▶ INFORMATION SHOWN:
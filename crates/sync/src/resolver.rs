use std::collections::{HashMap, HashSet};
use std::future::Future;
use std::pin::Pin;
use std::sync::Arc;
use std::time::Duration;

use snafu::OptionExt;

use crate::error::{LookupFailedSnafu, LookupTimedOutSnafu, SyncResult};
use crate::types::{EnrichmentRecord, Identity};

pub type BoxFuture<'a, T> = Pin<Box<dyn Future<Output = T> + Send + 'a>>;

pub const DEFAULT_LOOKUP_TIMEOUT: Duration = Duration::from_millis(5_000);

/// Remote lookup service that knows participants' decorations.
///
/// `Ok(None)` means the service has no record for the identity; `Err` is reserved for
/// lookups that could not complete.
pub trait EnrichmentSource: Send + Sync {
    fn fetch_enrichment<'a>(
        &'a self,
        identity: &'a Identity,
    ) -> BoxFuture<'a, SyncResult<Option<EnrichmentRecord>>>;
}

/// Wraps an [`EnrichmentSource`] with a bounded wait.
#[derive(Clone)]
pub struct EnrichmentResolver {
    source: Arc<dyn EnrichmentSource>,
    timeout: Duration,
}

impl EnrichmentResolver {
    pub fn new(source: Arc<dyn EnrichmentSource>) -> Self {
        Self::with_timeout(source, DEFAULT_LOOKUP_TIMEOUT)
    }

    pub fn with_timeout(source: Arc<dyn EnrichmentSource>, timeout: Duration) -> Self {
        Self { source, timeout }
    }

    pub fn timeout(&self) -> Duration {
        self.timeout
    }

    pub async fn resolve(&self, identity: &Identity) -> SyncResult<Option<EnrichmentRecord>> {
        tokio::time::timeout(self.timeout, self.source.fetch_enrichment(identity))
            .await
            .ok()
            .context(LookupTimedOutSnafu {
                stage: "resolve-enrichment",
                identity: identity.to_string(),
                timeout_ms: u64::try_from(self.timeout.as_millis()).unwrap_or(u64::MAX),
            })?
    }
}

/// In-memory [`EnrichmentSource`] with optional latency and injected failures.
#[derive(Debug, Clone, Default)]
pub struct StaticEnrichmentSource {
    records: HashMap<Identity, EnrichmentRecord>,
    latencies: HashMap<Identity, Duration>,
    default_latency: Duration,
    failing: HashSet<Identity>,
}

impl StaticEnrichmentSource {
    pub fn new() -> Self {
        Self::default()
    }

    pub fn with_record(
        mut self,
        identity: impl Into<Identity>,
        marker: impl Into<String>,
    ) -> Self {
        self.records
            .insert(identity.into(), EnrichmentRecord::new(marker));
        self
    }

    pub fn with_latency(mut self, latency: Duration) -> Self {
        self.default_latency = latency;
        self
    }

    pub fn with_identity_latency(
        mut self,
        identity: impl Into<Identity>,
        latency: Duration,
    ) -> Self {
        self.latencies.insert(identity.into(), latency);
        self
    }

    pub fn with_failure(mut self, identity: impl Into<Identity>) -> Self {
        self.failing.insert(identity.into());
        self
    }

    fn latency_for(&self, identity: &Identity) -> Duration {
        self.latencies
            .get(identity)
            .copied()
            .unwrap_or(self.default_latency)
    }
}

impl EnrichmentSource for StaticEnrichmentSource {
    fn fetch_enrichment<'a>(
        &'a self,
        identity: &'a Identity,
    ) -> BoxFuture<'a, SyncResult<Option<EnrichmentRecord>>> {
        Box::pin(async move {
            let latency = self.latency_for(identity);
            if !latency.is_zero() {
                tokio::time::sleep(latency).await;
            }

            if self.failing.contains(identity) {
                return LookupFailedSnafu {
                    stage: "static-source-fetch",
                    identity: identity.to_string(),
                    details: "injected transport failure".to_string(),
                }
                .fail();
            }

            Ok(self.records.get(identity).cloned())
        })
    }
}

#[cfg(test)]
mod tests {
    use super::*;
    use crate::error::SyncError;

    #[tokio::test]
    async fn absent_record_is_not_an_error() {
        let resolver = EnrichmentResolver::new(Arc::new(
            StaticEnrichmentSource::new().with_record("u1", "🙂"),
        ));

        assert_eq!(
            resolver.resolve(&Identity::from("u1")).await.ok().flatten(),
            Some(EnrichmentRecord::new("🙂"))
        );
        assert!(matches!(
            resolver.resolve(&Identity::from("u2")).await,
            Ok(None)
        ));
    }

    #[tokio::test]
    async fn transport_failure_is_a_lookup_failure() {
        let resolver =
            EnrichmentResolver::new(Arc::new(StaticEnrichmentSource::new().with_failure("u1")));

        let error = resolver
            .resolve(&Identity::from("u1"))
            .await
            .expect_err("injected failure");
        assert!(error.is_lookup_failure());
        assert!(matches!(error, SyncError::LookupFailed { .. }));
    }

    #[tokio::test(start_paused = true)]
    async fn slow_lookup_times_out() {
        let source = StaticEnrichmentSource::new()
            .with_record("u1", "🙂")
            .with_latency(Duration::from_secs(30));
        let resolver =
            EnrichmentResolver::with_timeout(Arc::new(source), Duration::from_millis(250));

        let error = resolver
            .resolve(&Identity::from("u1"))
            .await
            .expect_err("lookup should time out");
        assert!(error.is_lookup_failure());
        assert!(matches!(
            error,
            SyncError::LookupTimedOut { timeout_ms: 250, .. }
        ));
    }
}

▶ ABOUT THIS TASK: Only lines with the word "records" go in the answer. Take them all from the entries above.

▶ RESULT OF THIS EXERCISE:
    records: HashMap<Identity, EnrichmentRecord>,
        self.records
            Ok(self.records.get(identity).cloned())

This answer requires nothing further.